To investigate the burdens and difficulties associated with the experience of caring for youth with schizophrenia-spectrum disorders.
What methods were used in the study?
Ten caregivers participated in a modified version of the Knowledge about Schizophrenia Illness interview.
What were the most common difficulties reported by caregivers?
Emotional burdens, everyday practical demands, sacrifices required in caring for their dependents, and difficulties with mental health services.
What was concluded from the study?
Additional work is needed to learn more about the challenges that caregivers face and to develop empirically based strategies for supporting them and their dependents.
Why is early-onset schizophrenia particularly concerning?
It may represent a particularly severe variant of the disorder, characterized by poor premorbid adjustment and poorer outcomes in adulthood.
What role do families play in caring for adults with schizophrenia?
They help initiate and sustain engagement with mental health services and support them through prolonged periods of recovery.
What are the types of burdens experienced by families?
Objective burden includes disruptions in relationships, social and work constraints, and financial difficulties. Subjective burden includes emotional stress, loss, depression, anxiety, and embarrassment.
Why is there little research on caregivers of children and adolescents with schizophrenia?
Most research has focused on adults, and there is a lack of studies exploring the special needs of children and their families.

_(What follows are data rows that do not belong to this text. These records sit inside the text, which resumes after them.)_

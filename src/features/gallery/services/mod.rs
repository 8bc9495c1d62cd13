mod gallery_service;

pub use gallery_service::GalleryService;

#[cfg(test)]
pub(crate) use gallery_service::stub;
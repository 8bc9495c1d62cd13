pub mod cache_control;
pub mod constants;
pub mod relations;
pub mod test_helpers;
pub mod types;
pub mod validation;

Who were the participants in the study?
10 caregivers of youth with schizophrenia-spectrum disorders recruited from the University of Hawaii Child and Adolescent Thought Disorder Program.

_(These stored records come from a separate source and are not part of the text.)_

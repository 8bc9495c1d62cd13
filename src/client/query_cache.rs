use std::collections::HashMap;
use std::time::{Duration, Instant};

use serde::{de::DeserializeOwned, Serialize};
use serde_json::Value;
use tokio::sync::RwLock;

use super::ClientError;

struct CachedEntry {
    value: Value,
    updated_at: Instant,
    invalidated: bool,
}

/// Process-local query cache with a stale time.
///
/// Entries are fresh until `stale_time` has elapsed since they were written
/// or until they are invalidated by key. Stale entries are kept so callers
/// can still show them while refetching.
pub struct QueryCache {
    entries: RwLock<HashMap<String, CachedEntry>>,
    stale_time: Duration,
}

impl QueryCache {
    pub fn new(stale_time: Duration) -> Self {
        Self {
            entries: RwLock::new(HashMap::new()),
            stale_time,
        }
    }

    /// Fresh value under `key`, if any
    pub async fn get_fresh<T: DeserializeOwned>(&self, key: &str) -> Result<Option<T>, ClientError> {
        let entries = self.entries.read().await;
        match entries.get(key) {
            Some(entry) if !entry.invalidated && entry.updated_at.elapsed() < self.stale_time => {
                Ok(Some(serde_json::from_value(entry.value.clone())?))
            }
            _ => Ok(None),
        }
    }

    /// Last known value under `key`, fresh or stale
    pub async fn get<T: DeserializeOwned>(&self, key: &str) -> Result<Option<T>, ClientError> {
        let entries = self.entries.read().await;
        entries
            .get(key)
            .map(|entry| serde_json::from_value(entry.value.clone()))
            .transpose()
            .map_err(ClientError::from)
    }

    pub async fn set<T: Serialize>(&self, key: &str, value: &T) -> Result<(), ClientError> {
        let value = serde_json::to_value(value)?;
        self.entries.write().await.insert(
            key.to_string(),
            CachedEntry {
                value,
                updated_at: Instant::now(),
                invalidated: false,
            },
        );
        Ok(())
    }

    /// Mark `key` stale. Returns whether an entry existed.
    pub async fn invalidate(&self, key: &str) -> bool {
        match self.entries.write().await.get_mut(key) {
            Some(entry) => {
                entry.invalidated = true;
                true
            }
            None => false,
        }
    }

    pub async fn is_fresh(&self, key: &str) -> bool {
        self.entries
            .read()
            .await
            .get(key)
            .is_some_and(|entry| !entry.invalidated && entry.updated_at.elapsed() < self.stale_time)
    }

    /// Drop every entry
    pub async fn clear(&self) {
        self.entries.write().await.clear();
    }

    pub async fn len(&self) -> usize {
        self.entries.read().await.len()
    }
}

#[cfg(test)]
mod tests {
    use super::*;

    #[tokio::test]
    async fn test_set_then_get_fresh() {
        let cache = QueryCache::new(Duration::from_secs(30));
        cache.set("unread-count:a", &3i64).await.unwrap();

        assert!(cache.is_fresh("unread-count:a").await);
        assert_eq!(cache.get_fresh::<i64>("unread-count:a").await.unwrap(), Some(3));
    }

    #[tokio::test]
    async fn test_invalidated_entry_is_stale_but_kept() {
        let cache = QueryCache::new(Duration::from_secs(30));
        cache.set("k", &1i64).await.unwrap();

        assert!(cache.invalidate("k").await);
        assert!(!cache.invalidate("missing").await);

        assert_eq!(cache.get_fresh::<i64>("k").await.unwrap(), None);
        assert_eq!(cache.get::<i64>("k").await.unwrap(), Some(1));
    }

    #[tokio::test]
    async fn test_zero_stale_time_is_never_fresh() {
        let cache = QueryCache::new(Duration::ZERO);
        cache.set("k", &1i64).await.unwrap();
        assert!(!cache.is_fresh("k").await);
    }

    #[tokio::test]
    async fn test_clear_drops_everything() {
        let cache = QueryCache::new(Duration::from_secs(30));
        cache.set("a", &1i64).await.unwrap();
        cache.set("b", &2i64).await.unwrap();

        cache.clear().await;
        assert_eq!(cache.len().await, 0);
    }
}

How were the dependents diagnosed?
Using the Children’s Interview for Psychiatric Syndromes, supplemented by other measures like the Kiddie-Schedule for Affective Disorders and the Child Behavior Checklist.
What were the demographic characteristics of the caregivers?

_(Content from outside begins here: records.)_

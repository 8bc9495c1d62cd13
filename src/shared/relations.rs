//! Normalization of embedded one-to-one relations.
//!
//! Aggregations built with `json_agg` (and the RPC procedures) hand back
//! single related rows as one-element arrays. Callers want a plain object.

use serde_json::{Map, Value};

/// `[x]` becomes `x`, `[]` and `null` become `None`, objects pass through.
///
/// Arrays with more than one element keep their first element.
pub fn normalize_relation(value: Option<Value>) -> Option<Value> {
    match value? {
        Value::Null => None,
        Value::Array(items) => items.into_iter().find(|item| !item.is_null()),
        other => Some(other),
    }
}

/// Normalize each named relation field of a JSON object in place
pub fn normalize_fields(object: &mut Map<String, Value>, fields: &[&str]) {
    for field in fields {
        let Some(raw) = object.remove(*field) else {
            continue;
        };
        match normalize_relation(Some(raw)) {
            Some(value) => {
                object.insert((*field).to_string(), value);
            }
            None => {
                object.insert((*field).to_string(), Value::Null);
            }
        }
    }
}

/// Read a string field of a normalized relation
pub fn relation_str(relation: Option<&Value>, field: &str) -> Option<String> {
    relation
        .and_then(|value| value.get(field))
        .and_then(Value::as_str)
        .map(str::to_string)
}

#[cfg(test)]
mod tests {
    use super::*;
    use serde_json::json;

    #[test]
    fn test_singleton_array_becomes_object() {
        let value = normalize_relation(Some(json!([{ "id": 1, "name": "Boxer Club" }])));
        assert_eq!(value, Some(json!({ "id": 1, "name": "Boxer Club" })));
    }

    #[test]
    fn test_empty_and_null_become_none() {
        assert_eq!(normalize_relation(Some(json!([]))), None);
        assert_eq!(normalize_relation(Some(Value::Null)), None);
        assert_eq!(normalize_relation(None), None);
    }

    #[test]
    fn test_object_passes_through() {
        let value = normalize_relation(Some(json!({ "username": "apex" })));
        assert_eq!(value, Some(json!({ "username": "apex" })));
    }

    #[test]
    fn test_normalize_fields_in_place() {
        let mut object = json!({
            "id": "c1",
            "owner": [{ "username": "apex" }],
            "club": []
        })
        .as_object()
        .cloned()
        .unwrap();

        normalize_fields(&mut object, &["owner", "club", "missing"]);

        assert_eq!(object["owner"], json!({ "username": "apex" }));
        assert_eq!(object["club"], Value::Null);
        assert!(!object.contains_key("missing"));
        assert_eq!(
            relation_str(object.get("owner"), "username"),
            Some("apex".to_string())
        );
    }
}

Eight female and two male caregivers, with ethnic backgrounds including Caucasian, Hawaiian or Pacific Islander, Asian, and mixed ethnicity.
What interview method was used to collect data?
A modified version of the Knowledge about Schizophrenia Illness (KASI) interview, which included open-ended questions on caregiving roles, stresses, difficulties, and service provision.
How was data analysis conducted?
Using an inductive content analysis process based on grounded theory, with themes and codes generated from transcripts and a reliability check performed using Cohen’s kappa.
What were the two main categories of burdens identified?
General difficulties and burdens, and difficulties specific to mental health services.
What emotional difficulties did caregivers experience?
Profound sadness, regret, grief, general stress, and worry about the future.
What sacrifices did caregivers make?
Career changes, financial difficulties, loss of normal family and social life, and extensive time demands.
What were some difficulties caregivers faced with mental health services?
Ineffectiveness of services, insufficient information, difficulty obtaining services, logistical problems, and issues with providers.
How did mental health service providers contribute to caregivers’ burdens?
Some caregivers felt providers did not care about or want to help their dependents, were unreliable, unprofessional, or dismissive of concerns.
What recommendations were made for improving caregiver support?
Providing support groups, psychoeducation, therapy, parent training, and accessible respite care to alleviate caregiver burdens.
What differences exist between caregivers of youth and adults with schizophrenia?
Caregivers of youth face additional parenting-related burdens, including concerns about other children, discipline, and managing home routines.